Tout s’accélère : à chaque rue, la charge est plus violente. Du vent à vous rendre sourd, à vous rendre fou… et surtout, à vous rendre ivre. Je ris aux éclats : la technologie cuvée deux-mille-cent démissionne ! Tout autour de moi (quand je ne le prends pas dans la gueule) des bouts de circuits, de robots, de machines les plus diverses. Je ne sais même pas à quoi est censé servir tout ce fatras. Sélection naturelle ! Sans doute du drone, de l’androïde, caméra de vidéosurveillance, appareils de chantiers, de nettoyage, que sais-je. La moitié devait être déjà en panne avant, ou ne fonctionnait qu’à moitié. Face à tant d’objets inutiles la nature est en révolte, si pas en révolution. Une vengeance, un véritable passage à tabac, le vent remet les pendules à l’heure. J’aime ce cyclone de plus en plus. C’est un envoyé des dieux, peut-être un Dieu en personne. Son air pénètre mes poumons à me les faire exploser, et me grise, me grise encore. Demain matin, les locataires sans équipement particulier seront à pied d’égalité avec leurs prochains… table rase, tout sera remis à zéro.

Mes doigts, puis mes mains, puis mes bras s’agitent à la façon d’un chef d’orchestre. Je deviens maître de la ville et dirige les bourrasques en une symphonie cacophonique et peu harmonieuse. Un ballet d’objets et fioritures passe à ma droite, à ma gauche… j’ai vraiment l’impression que les choses m’obéissent, je suis maître du vent. Etourdi, hypnotisé, je vis un moment unique.

Que nos constructions en briques lézardées s’écroulent !

Que nos panneaux prennent le large !

Que nos écrans se dépixelisent !

Que notre bitume s’en retourne à la terre !

Que nos fondations s’arrachent telles des racines !

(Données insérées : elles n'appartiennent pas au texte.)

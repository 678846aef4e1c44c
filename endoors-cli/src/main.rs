//! Endoors CLI
//!
//! Command-line interface for the Endoors subdomain naming core.

use std::net::SocketAddr;
use std::time::Duration;

use anyhow::{bail, Context, Result};
use clap::{Parser, Subcommand};
use colored::*;
use dialoguer::Confirm;
use indicatif::{ProgressBar, ProgressStyle};
use tracing_subscriber::{layer::SubscriberExt, util::SubscriberInitExt, EnvFilter};

use endoors_api::{ApiConfig, ApiServer};
use endoors_core::config::{NamingConfig, RegistrarCredential};
use endoors_core::error::EndoorsError;
use endoors_core::types::{AvailabilitySource, EthAddress};
use endoors_crypto::{namehash, to_checksum_address};
use endoors_ens::NamingService;

/// Endoors - subdomain names for verified identities
#[derive(Parser)]
#[command(name = "endoors")]
#[command(author, version, about, long_about = None)]
struct Cli {
    /// Enable verbose logging
    #[arg(short, long, global = true)]
    verbose: bool,

    /// Network: mainnet, testnet or localhost
    #[arg(long, global = true, env = "ENDOORS_NETWORK")]
    network: Option<String>,

    /// Ledger JSON-RPC URL
    #[arg(long, global = true, env = "ETH_RPC_URL")]
    rpc_url: Option<String>,

    #[command(subcommand)]
    command: Commands,
}

#[derive(Subcommand)]
enum Commands {
    /// Compute the namehash of a name (offline)
    Namehash {
        /// Name to hash, e.g. alice.endoors.eth
        name: String,
    },

    /// Check whether a label can be registered
    Available {
        /// Label under the parent domain
        label: String,
    },

    /// Look up the owner of a label or full name
    Resolve {
        /// Label, or full name under the parent domain
        name: String,
    },

    /// Register a label to an owner and wait for finality
    Register {
        /// Label under the parent domain
        label: String,
        /// Owner address (hex)
        owner: String,
        /// Skip the confirmation prompt
        #[arg(short, long)]
        yes: bool,
    },

    /// Run the API server
    Serve {
        /// Port to listen on
        #[arg(short, long, default_value = "3001")]
        port: u16,
        /// Bind address
        #[arg(short, long, default_value = "0.0.0.0")]
        bind: String,
    },
}

#[tokio::main]
async fn main() -> Result<()> {
    let _ = dotenvy::dotenv();
    let cli = Cli::parse();

    // Initialize logging
    let filter = if cli.verbose {
        "endoors=debug,info"
    } else {
        "endoors=info,warn"
    };

    tracing_subscriber::registry()
        .with(EnvFilter::try_from_default_env().unwrap_or_else(|_| filter.into()))
        .with(tracing_subscriber::fmt::layer())
        .init();

    let overrides = Overrides {
        network: cli.network,
        rpc_url: cli.rpc_url,
    };

    match cli.command {
        Commands::Namehash { name } => cmd_namehash(&name),
        Commands::Available { label } => cmd_available(&overrides, &label).await,
        Commands::Resolve { name } => cmd_resolve(&overrides, &name).await,
        Commands::Register { label, owner, yes } => {
            cmd_register(&overrides, &label, &owner, yes).await
        }
        Commands::Serve { port, bind } => cmd_serve(&overrides, port, &bind).await,
    }
}

/// Command-line values that take precedence over the environment.
struct Overrides {
    network: Option<String>,
    rpc_url: Option<String>,
}

impl Overrides {
    fn load_config(&self) -> Result<NamingConfig> {
        NamingConfig::from_lookup(|key| match key {
            "ENDOORS_NETWORK" if self.network.is_some() => self.network.clone(),
            "ETH_RPC_URL" if self.rpc_url.is_some() => self.rpc_url.clone(),
            _ => std::env::var(key).ok(),
        })
        .context("Invalid configuration")
    }

    fn read_only_service(&self) -> Result<NamingService> {
        NamingService::connect(self.load_config()?, None).context("Failed to connect to the ledger")
    }
}

/// Print the namehash of a name
fn cmd_namehash(name: &str) -> Result<()> {
    let node = namehash(name);
    println!("{} {}", "Name:".dimmed(), name);
    println!("{} {}", "Node:".dimmed(), node.to_hex().bold());
    Ok(())
}

/// Check availability of a label
async fn cmd_available(overrides: &Overrides, label: &str) -> Result<()> {
    let service = overrides.read_only_service()?;
    println!("{} {}", "🔍 Checking:".cyan().bold(), service.format_subdomain(label)?);

    let availability = service
        .check_availability(label)
        .await
        .map_err(explain)
        .context("Availability check failed")?;

    if availability.available {
        println!("   {}", "✅ Available".green().bold());
    } else {
        println!("   {}", "❌ Taken".red().bold());
    }

    if let AvailabilitySource::AssumedAfterLookupFailure { reason } = &availability.source {
        println!(
            "   {} registrar unreachable, availability assumed ({})",
            "⚠️".yellow(),
            reason
        );
    }

    Ok(())
}

/// Resolve a label or full name to its owner
async fn cmd_resolve(overrides: &Overrides, name: &str) -> Result<()> {
    let service = overrides.read_only_service()?;

    let (full_name, owner) = if name.contains('.') {
        let owner = service.resolve_name(name).await;
        (name.to_string(), owner)
    } else {
        let owner = service.resolve(name).await;
        (service.format_subdomain(name)?, owner)
    };

    let owner = owner.map_err(explain).context("Resolution failed")?;

    println!("{} {}", "🔍 Resolving:".cyan().bold(), full_name);
    println!("   {} {}", "Node:".dimmed(), namehash(&full_name).to_hex());
    match owner {
        Some(owner) => println!("   {} {}", "Owner:".green(), to_checksum_address(&owner)),
        None => println!("   {}", "Not registered".yellow()),
    }

    Ok(())
}

/// Register a label and wait for finality
async fn cmd_register(overrides: &Overrides, label: &str, owner: &str, yes: bool) -> Result<()> {
    let owner = EthAddress::from_hex(owner).context("Invalid owner address")?;
    let config = overrides.load_config()?;

    let credential = RegistrarCredential::from_env()
        .context("Registration needs the registrar key in PRIVATE_KEY")?;
    let service = NamingService::connect(config, Some(&credential))
        .context("Failed to connect to the ledger")?;

    let name = service.format_subdomain(label)?;
    println!("{} {}", "📝 Registering:".cyan().bold(), name);
    println!("   {} {}", "Owner:".dimmed(), to_checksum_address(&owner));
    println!("   {} {}", "Network:".dimmed(), service.config().network);

    if !yes {
        let proceed = Confirm::new()
            .with_prompt("Submit this registration?")
            .default(false)
            .interact()?;
        if !proceed {
            println!("   Cancelled.");
            return Ok(());
        }
    }

    let spinner = ProgressBar::new_spinner();
    spinner.set_style(ProgressStyle::default_spinner().template("   {spinner:.green} {msg}")?);
    spinner.set_message("Waiting for finality...");
    spinner.enable_steady_tick(Duration::from_millis(120));

    let result = service.register(label, &owner).await;
    spinner.finish_and_clear();

    match result {
        Ok(receipt) => {
            println!("\n{}", "✅ Registered".green().bold());
            println!("   {} {}", "Name:".dimmed(), receipt.name);
            println!("   {} {}", "Node:".dimmed(), receipt.node.to_hex());
            println!("   {} {}", "Tx:".dimmed(), receipt.tx_hash);
            if let Some(block) = receipt.block_number {
                println!("   {} {}", "Block:".dimmed(), block);
            }
            Ok(())
        }
        Err(e @ EndoorsError::FinalityTimeout { .. }) => {
            println!("\n{}", "⏳ Submitted, but not final yet".yellow().bold());
            println!("   The transaction was not cancelled and may still succeed.");
            println!("   Check again with `endoors resolve {}` before retrying.", name);
            bail!(e)
        }
        Err(e) => Err(explain(e).context("Registration failed")),
    }
}

/// Run the API server
async fn cmd_serve(overrides: &Overrides, port: u16, bind: &str) -> Result<()> {
    println!("{}", "🚀 Starting Endoors API server...".cyan().bold());

    let config = ApiConfig {
        naming: overrides.load_config()?,
        credential: RegistrarCredential::from_env_optional()
            .context("PRIVATE_KEY is set but invalid")?,
    };
    let server = ApiServer::connect(config).context("Failed to start the API server")?;

    println!("   {} http://{}:{}", "Listening on:".green(), bind, port);
    println!("   {} http://{}:{}/health", "Health check:".dimmed(), bind, port);
    println!("\n   Press Ctrl+C to stop.\n");

    let addr: SocketAddr = format!("{}:{}", bind, port).parse()?;
    server.run(addr).await?;

    Ok(())
}

/// Attaches the user-facing hint for the error's kind.
fn explain(err: EndoorsError) -> anyhow::Error {
    let hint = err.kind().user_hint();
    anyhow::Error::new(err).context(hint)
}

Que notre électronique redevienne mécanique !

Et que les vitres redeviennent sable, l’encre redevient eau, les pupitres redeviennent arbres, la craie redevient falaise, le porte-plume redevient oiseau ! Merci Prévert, seul poète que je suis parvenu à apprendre par cœur !

Toute cette pacotille a besoin d’être balayé. Goudron frelaté, ciment coupé au plâtre, poutres en carton-pâte… pourquoi pas toits en réglisse, fenêtres en sucre et réverbères en nougat ? Ce serait mieux, plus doux… Là, on s’y casse les dents. Que toute cette marchandise bon marché disparaisse et soit terrassée par les cieux !

A chaque nouveau quartier traversé, tout redouble de violence. Des robots-nettoyeurs gisent au sol, certains éventrés, leur contenu dans les airs. Cannettes et mégots virevoltent autour de moi, les réverbères remuent tels des mâts de navire, les tapis roulants du seizième sont tétanisés. Pour un cœur de robot c’est un cauchemar, l’enfer sur terre, du gore à souhait. Pas de doute, je suis sur la bonne route. Les détritus prennent de la hauteur, de la vitesse, deviennent plus menaçants. Le tourbillon grossit, s’élève. Où s’arrêtera-t-il ? Peut-être ce soir la planète a-t-elle décidé d’en finir avec l’humanité.

Je ne croise pas un chat… ni même un sans-abri. Serais-je seul dans toute la ville à daigner honorer cette merveille de la création ? Serait-elle apparue rien que pour moi ?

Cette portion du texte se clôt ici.